BACKGROUND OF THE INVENTION 1. Field of the Invention The present invention relates to an optical waveguide grating, and more particularly to a radiation mode coupling type optical waveguide grating.

[0002]

2. Description of the Related Art An optical waveguide grating forms a constant periodic change in the length direction of an optical fiber or a planar optical waveguide, for example, a periodic change in the refractive index of the core or a periodic change in the core diameter. It was done.

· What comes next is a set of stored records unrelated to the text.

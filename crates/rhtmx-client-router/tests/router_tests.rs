//! Integration tests for route matching
//!
//! Tests are organized by feature area and cover:
//! - Template compilation (static, dynamic, optional, constrained, wildcard)
//! - Single best match vs. full match chain
//! - Root passthrough and layout containers
//! - Parameter extraction and decoding
//! - Route redirects and metadata
//! - Malformed templates

use rhtmx_client_router::*;
use pretty_assertions::assert_eq;
use rstest::rstest;
use serde_json::json;

fn app_routes() -> Vec<RouteNode> {
    vec![RouteNode::root().with_component("App").with_children([
        RouteNode::new("about").with_component("About"),
        RouteNode::new("users")
            .with_component("UsersLayout")
            .with_meta("section", "users")
            .with_children([
                RouteNode::new("").with_component("UserList"),
                RouteNode::new("new").with_component("UserNew"),
                RouteNode::new(":id")
                    .with_component("UserDetail")
                    .with_meta("requiresAuth", true)
                    .with_child(RouteNode::new("posts/:postId").with_component("UserPost")),
            ]),
        RouteNode::new("docs/*path").with_component("Docs"),
        RouteNode::new("legacy/:id").with_redirect("/users/:id"),
    ])]
}

fn component<'a>(found: &'a MatchResult<'_>) -> &'a str {
    found
        .route
        .component
        .as_ref()
        .map(|c| c.as_str())
        .unwrap_or("")
}

// ========================================================================
// Basic Matching
// ========================================================================

#[test]
fn test_users_id_extracts_param() {
    let routes = vec![RouteNode::new("users/:id")];
    let found = match_route(&routes, "/users/123").unwrap().unwrap();
    assert_eq!(found.path, "/users/:id");
    assert_eq!(found.params.get("id"), Some(&"123".to_string()));
}

#[test]
fn test_non_matching_literal() {
    let routes = vec![RouteNode::new("about")];
    assert!(match_route(&routes, "/contact").unwrap().is_none());
    assert!(find_matching_routes(&routes, "/contact").unwrap().is_empty());
}

#[test]
fn test_static_beats_param_by_declaration_order() {
    let routes = app_routes();

    let found = match_route(&routes, "/users/new").unwrap().unwrap();
    assert_eq!(component(&found), "UserNew");
    assert!(found.params.is_empty());

    let found = match_route(&routes, "/users/123").unwrap().unwrap();
    assert_eq!(component(&found), "UserDetail");
    assert_eq!(found.params.get("id"), Some(&"123".to_string()));
}

#[test]
fn test_trailing_slash_is_accepted() {
    let routes = app_routes();
    let found = match_route(&routes, "/about/").unwrap().unwrap();
    assert_eq!(component(&found), "About");
}

#[rstest]
#[case("/", "App")]
#[case("/about", "About")]
#[case("/users", "UserList")]
#[case("/users/7/posts/9", "UserPost")]
#[case("/docs/guide/install", "Docs")]
#[case("/docs", "Docs")]
fn test_leaf_components(#[case] path: &str, #[case] expected: &str) {
    let routes = app_routes();
    let found = match_route(&routes, path).unwrap().unwrap();
    assert_eq!(component(&found), expected);
}

#[test]
fn test_unmatched_child_path_has_no_match() {
    let routes = app_routes();
    assert!(match_route(&routes, "/users/7/comments").unwrap().is_none());
}

// ========================================================================
// Match Chain Tests
// ========================================================================

#[test]
fn test_parent_child_single_match_vs_chain() {
    let routes = vec![RouteNode::new("parent").with_child(RouteNode::new("child"))];

    let found = match_route(&routes, "/parent/child").unwrap().unwrap();
    assert_eq!(found.path, "/parent/child");

    let chain = find_matching_routes(&routes, "/parent/child").unwrap();
    let paths: Vec<&str> = chain.iter().map(|m| m.path.as_str()).collect();
    assert_eq!(paths, vec!["/parent", "/parent/child"]);
}

#[test]
fn test_chain_last_equals_single_match() {
    let routes = app_routes();
    for path in ["/", "/about", "/users", "/users/3", "/users/3/posts/4", "/docs/a"] {
        let single = match_route(&routes, path).unwrap().unwrap();
        let chain = find_matching_routes(&routes, path).unwrap();
        assert_eq!(chain.last(), Some(&single), "path {}", path);
    }
}

#[test]
fn test_chain_carries_ancestor_params_and_meta() {
    let routes = app_routes();
    let chain = find_matching_routes(&routes, "/users/42/posts/7").unwrap();

    let components: Vec<&str> = chain.iter().map(component).collect();
    assert_eq!(components, vec!["App", "UsersLayout", "UserDetail", "UserPost"]);

    let detail = &chain[2];
    assert_eq!(detail.path, "/users/:id");
    assert_eq!(detail.params.get("id"), Some(&"42".to_string()));
    assert_eq!(detail.meta.get("requiresAuth"), Some(&json!(true)));

    let post = &chain[3];
    assert_eq!(post.params.get("id"), Some(&"42".to_string()));
    assert_eq!(post.params.get("postId"), Some(&"7".to_string()));
    assert!(post.meta.is_empty());

    assert_eq!(chain[1].meta.get("section"), Some(&json!("users")));
}

#[test]
fn test_root_alone_matches_only_root() {
    let routes = vec![RouteNode::root().with_children([RouteNode::new("about")])];

    let chain = find_matching_routes(&routes, "/").unwrap();
    assert_eq!(chain.len(), 1);
    assert!(chain[0].route.is_root());

    assert!(match_route(&routes, "/missing").unwrap().is_none());
}

#[test]
fn test_layout_matches_itself_when_no_child_does() {
    let routes = vec![RouteNode::new("settings")
        .with_component("SettingsLayout")
        .with_children([RouteNode::new("profile"), RouteNode::new("security")])];

    let found = match_route(&routes, "/settings").unwrap().unwrap();
    assert_eq!(component(&found), "SettingsLayout");

    let chain = find_matching_routes(&routes, "/settings/security").unwrap();
    assert_eq!(chain.len(), 2);
    assert_eq!(chain[0].path, "/settings");
}

#[test]
fn test_prefix_does_not_cross_segment_boundary() {
    let routes = vec![
        RouteNode::new("user").with_child(RouteNode::new("*")),
        RouteNode::new("username").with_component("Username"),
    ];

    let found = match_route(&routes, "/username").unwrap().unwrap();
    assert_eq!(component(&found), "Username");

    let chain = find_matching_routes(&routes, "/user/anything").unwrap();
    assert_eq!(chain.len(), 2);
    assert_eq!(chain[1].params.get("wildcard"), Some(&"anything".to_string()));
}

#[test]
fn test_matcher_with_prefix() {
    let routes = vec![RouteNode::new("reports/:year")];
    let matcher = RouteMatcher::new();

    let found = matcher
        .match_route(&routes, "/admin/reports/2024", "/admin")
        .unwrap()
        .unwrap();
    assert_eq!(found.path, "/admin/reports/:year");
    assert!(matcher.match_route(&routes, "/reports/2024", "/admin").unwrap().is_none());
}

// ========================================================================
// Parameter Extraction Tests
// ========================================================================

#[test]
fn test_extract_params_basic() {
    let params = extract_params("/users/:id/posts/:postId", "/users/5/posts/10").unwrap();
    assert_eq!(params.len(), 2);
    assert_eq!(params.get("id"), Some(&"5".to_string()));
    assert_eq!(params.get("postId"), Some(&"10".to_string()));
}

#[test]
fn test_extract_params_no_match_is_empty() {
    assert!(extract_params("/users/:id", "/teams/5").unwrap().is_empty());
}

#[test]
fn test_extract_params_is_never_coerced() {
    let params = extract_params("/items/:n", "/items/007").unwrap();
    assert_eq!(params.get("n"), Some(&"007".to_string()));
}

#[rstest]
#[case("/tags/:tag", "/tags/caf%C3%A9", "tag", "café")]
#[case("/tags/:tag", "/tags/a%2Fb", "tag", "a/b")]
#[case("/tags/:tag", "/tags/100%", "tag", "100%")]
#[case("/files/*path", "/files/a/b%20c.txt", "path", "a/b c.txt")]
fn test_extract_params_decoding(
    #[case] template: &str,
    #[case] pathname: &str,
    #[case] key: &str,
    #[case] expected: &str,
) {
    let params = extract_params(template, pathname).unwrap();
    assert_eq!(params.get(key).map(String::as_str), Some(expected));
}

#[test]
fn test_optional_and_constrained_params() {
    let routes = vec![
        RouteNode::new(r"orders/:id(\d+)").with_component("Order"),
        RouteNode::new("orders/:slug").with_component("OrderBySlug"),
        RouteNode::new("archive/:year?").with_component("Archive"),
    ];

    let found = match_route(&routes, "/orders/12").unwrap().unwrap();
    assert_eq!(component(&found), "Order");
    let found = match_route(&routes, "/orders/latest").unwrap().unwrap();
    assert_eq!(component(&found), "OrderBySlug");

    let found = match_route(&routes, "/archive").unwrap().unwrap();
    assert!(found.params.is_empty());
    let found = match_route(&routes, "/archive/2023").unwrap().unwrap();
    assert_eq!(found.params.get("year"), Some(&"2023".to_string()));
}

// ========================================================================
// Redirect and Metadata Tests
// ========================================================================

#[test]
fn test_redirect_route_target() {
    let routes = app_routes();
    let found = match_route(&routes, "/legacy/99").unwrap().unwrap();
    assert_eq!(found.route.redirect_target(&found.params).unwrap(), "/users/99");
}

#[test]
fn test_meta_defaults_to_empty() {
    let routes = app_routes();
    let found = match_route(&routes, "/about").unwrap().unwrap();
    assert!(found.meta.is_empty());
}

// ========================================================================
// Malformed Template Tests
// ========================================================================

#[rstest]
#[case("files/*rest/edit", PatternErrorKind::WildcardNotLast("*rest".to_string()))]
#[case("a/:x/b/:x", PatternErrorKind::DuplicateParam("x".to_string()))]
#[case("a/:", PatternErrorKind::MissingParamName(":".to_string()))]
#[case("a/:id((x))", PatternErrorKind::CapturingGroup("id".to_string()))]
#[case(r"a/:id((?P<n>\d+))/:b", PatternErrorKind::CapturingGroup("id".to_string()))]
fn test_malformed_templates(#[case] template: &str, #[case] expected: PatternErrorKind) {
    let routes = vec![RouteNode::new(template)];
    let err = RouteMatcher::new().match_route(&routes, "/a", "").unwrap_err();
    assert_eq!(err.kind, expected);
}

#[test]
fn test_clear_matcher_cache_keeps_matching() {
    let routes = app_routes();
    assert!(match_route(&routes, "/about").unwrap().is_some());
    clear_matcher_cache();
    assert!(match_route(&routes, "/about").unwrap().is_some());
}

Generally, there are a radiation mode coupling type and a reflection mode coupling type in the grating, and the radiation mode coupling type grating couples the mode propagating in the core and the mode propagating in the clad to each other to emit light of a specific wavelength. The characteristic is that radiation is performed outside the optical waveguide to be attenuated. Further, the reflection mode coupling type grating reflects light of a specific wavelength by coupling a mode propagating in the core in the positive direction and a mode propagating in the core in the opposite direction (negative direction). The characteristics are obtained. The main difference in structure between the radiative mode coupling type grating and the reflection type grating lies in the difference in the cycle of periodical change (hereinafter sometimes referred to as the grating pitch). For example, in the case of an optical fiber grating formed by forming a periodic change in the refractive index in the core of an optical fiber, a radiating grating is obtained by setting the grating pitch to several hundreds μm,
The reflection type grating has a grating pitch of 1μ
It is obtained by setting it to about m.

In the radiation mode coupling type grating, for example, the wavelength-transmission loss characteristic as shown in FIG. 2 is obtained, and the transmission loss of light in a specific wavelength band is selectively increased. The width of the wavelength band in which the transmission loss increases is called the stop band width, the center wavelength is called the center wavelength of the stop band, and the magnitude of the change in the transmission loss is called the stop ratio. A radiation mode coupling type optical fiber grating having such characteristics is
For example, it is used in the field of optical communications, especially in optical communication systems that use erbium-doped optical fiber amplifiers to suppress spontaneous emission from erbium-doped optical fibers and reduce the wavelength dependence of the gain of erbium-doped optical fiber amplifiers. It is used.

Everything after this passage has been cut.